Verbundprojekt: M²IBID

Molekulare innovative Bildgebung für individualisierte Diagnostik

Die eindeutige Identifikation und Charakterisierung therapierelevanter Herdbefunde mit innovativen diagnostischen Methoden stellt die Grundlage zur minimalinvasiven Therapie (u. a. Radionuklidtherapie) für den Patienten mit Oligometastasen im Closed-Loop-Prozess von M²OLIE dar. Sie erlaubt außerdem eine Prädiktion des erwarteten Therapieansprechens und die frühzeitige Erkennung von Patienten, die nicht auf eine bestimmte Therapie ansprechen (Non-Responder). Ziel des Verbundvorhabens M²IBID ist es, diese Grundvoraussetzungen für die Festlegung einer effektiven Therapie im Sinne der „Präzisionsmedizin” zu erforschen. Die Techniken der diagnostischen und interventionellen Bildgebung und molekularen massenspektrometrischen (MS) Bioanalytik sollen tiefer integriert und klinisch evaluiert werden. Das innovative Forschungsziel liegt in der idealen Verknüpfung all dieser Informationen, um dann neuartige Tumorcharakterisierungen mittels Radiomics-Ansätzen und Techniken des maschinellen Lernens zu erforschen, welche die patientenindividuelle Intervention verbessern.

M²IP

Ziel in Teilvorhaben 1 (Leitung: Universität Heidelberg) „Molecular and Multimodal Imaging and Processing (M²IP)“ ist die Entwicklung und Optimierung einer standardisierten multimodalen diagnostischen und interventionellen Bildgebung für den oligometastasierten Patienten. Im Bereich der diagnostischen Bildgebung werden hochaktuelle, innovative Akquisitionstechniken (z. B. MR-Fingerprinting, MR-Elastographie, MR-Perfusion, MR-Diffusion, multimodales Atemtracking) und diagnostische PET-Tracer entwickelt und evaluiert.


M²OT²AN

Das Teilvorhaben 2 (Leitung: Hochschule Mannheim) „M²OLIE Tumor- und Theranostika-Analytik“ (M²OT²AN) adressiert mehrere zentral wichtige Teilaspekte des Gesamtvorhabens „Molekulare innovative Bildgebung für individualisierte Diagnostik“ (M²IBID). Der Fokus liegt dabei i) auf der Erforschung automatisierter Methoden der molekularen Bioanalytik von Tumoren und Metastasen, ii) der Erforschung neuartiger Bildverarbeitung zur Extraktion multimodaler Imaging-Biomarker, iii) deren Verknüpfung mit radiologischer Bildanalytik im M²OLIE Closed-Loop-Prozess zu einer integrierten radiologischen und molekularen Diagnostik für die individualisierte Therapieentscheidung und schließlich iv) der Erforschung der Nutzung von Organoiden für die Untersuchung von Theranostikaeigenschaften.


SIM²BA

Ziel des Teilvorhaben 3 (Leitung: DKFZ) SIM²BA ist es, den integrierten Workflow und seine klinische Evaluation zu unterstützen, um potentielle Interventionstargets (primäre und sekundäre Lebertumore) für die lokale, perkutane minimalinvasive als auch für die dezidierte, systemische nichtinvasive Radionuklidtherapie zu identifizieren und charakterisieren.
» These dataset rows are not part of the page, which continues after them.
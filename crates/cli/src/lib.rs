//! Roster CLI - command line interface
//!
//! Responsibilities:
//! - clap command tree over the ordering service
//! - config file loading and store selection
//! - pretty and JSON output rendering

pub mod cli;


pub use cli::{run, CliConfig, CliError, OutputFormat};
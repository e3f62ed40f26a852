//! Roster Engine - ordering and aggregate consistency
//!
//! Responsibilities:
//! - Allocate and maintain per-list sort orders, including window moves
//! - Keep denormalized list counters consistent by full recompute
//! - Compute list and user statistics on demand
//! - Build validated, deterministic queries with pagination
//! - Expose one service facade enforcing ownership and visibility

pub mod counter;
pub mod error;
pub mod lock;
pub mod order;
pub mod query;
pub mod service;
pub mod stats;

#[cfg(test)]
mod testutil;

pub use counter::CounterMaintainer;
pub use error::EngineError;
pub use lock::ListLocks;
pub use order::OrderRegistry;
pub use query::{Pagination, QueryFilterBuilder, TodoPage, TodoQuery, TodoQueryParams};
pub use service::{ReorderReceipt, TodoOrderingService};
pub use stats::{ListStats, StatisticsAggregator, UserStats};
//! Roster Core - shared data model
//!
//! Contains:
//! - Todo/List: the two document types and their request structs
//! - TodoFilter/TodoSort: query semantics shared by all store backends
//! - ValidationError: field-level rejection
//! - RosterConfig: workspace configuration

mod config;
mod error;
mod ids;
mod list;
mod query;
mod todo;

pub use config::*;
pub use error::*;
pub use ids::*;
pub use list::*;
pub use query::*;
pub use todo::*;
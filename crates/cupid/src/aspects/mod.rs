pub mod calculator;
pub mod types;

pub use calculator::AspectCalculator;
pub use types::{Aspect, AspectDefinition, AspectKind, AspectMode, ASPECT_TABLE};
Dieser Workflow zeichnet sich durch die Verknüpfung aller Informationen, die mithilfe der diagnostischen Bildgebung als auch der molekularen Bioanalytik gewonnen werden können, aus. Die eindeutige Identifikation und Charakterisierung therapierelevanter Herdbefunde mit innovativen diagnostischen Methoden und besonders ihrer Integration und Kombination (Radiomics) stellen die Grundlage zur minimalinvasiven Therapie für den oligometastasierten Patienten dar.


M²KoRaMo

Das Teilvorhaben 4 (Leitung: Mint Medical GmbH), M²KoRaMo, stellt den Anknüpfungspunkt zwischen den für M²OLIE charakteristischen und namensgebenden molekulardiagnostischen Verfahren sowie bildbasierenden Verfahren dar. Dadurch wird die Integration der molekulardiagnostischen Ansätze in das Patientenmodell ermöglicht. Unterschiedliche bildgebende Verfahren müssen mit molekularbiologischen Verfahren in Verbindung gebracht werden, um eine individualisierte Intervention eines oligometastasierten Patienten mit höchstmöglicher Präzision sowie maximal schonend durchzuführen. Damit die hierdurch erarbeiteten diagnostischen Parameter keine Insellösungen verbleiben, ist eine Rückführung in den klinischen Prozess und in eine radiologische Datenanalyse-Plattform unbedingt erforderlich.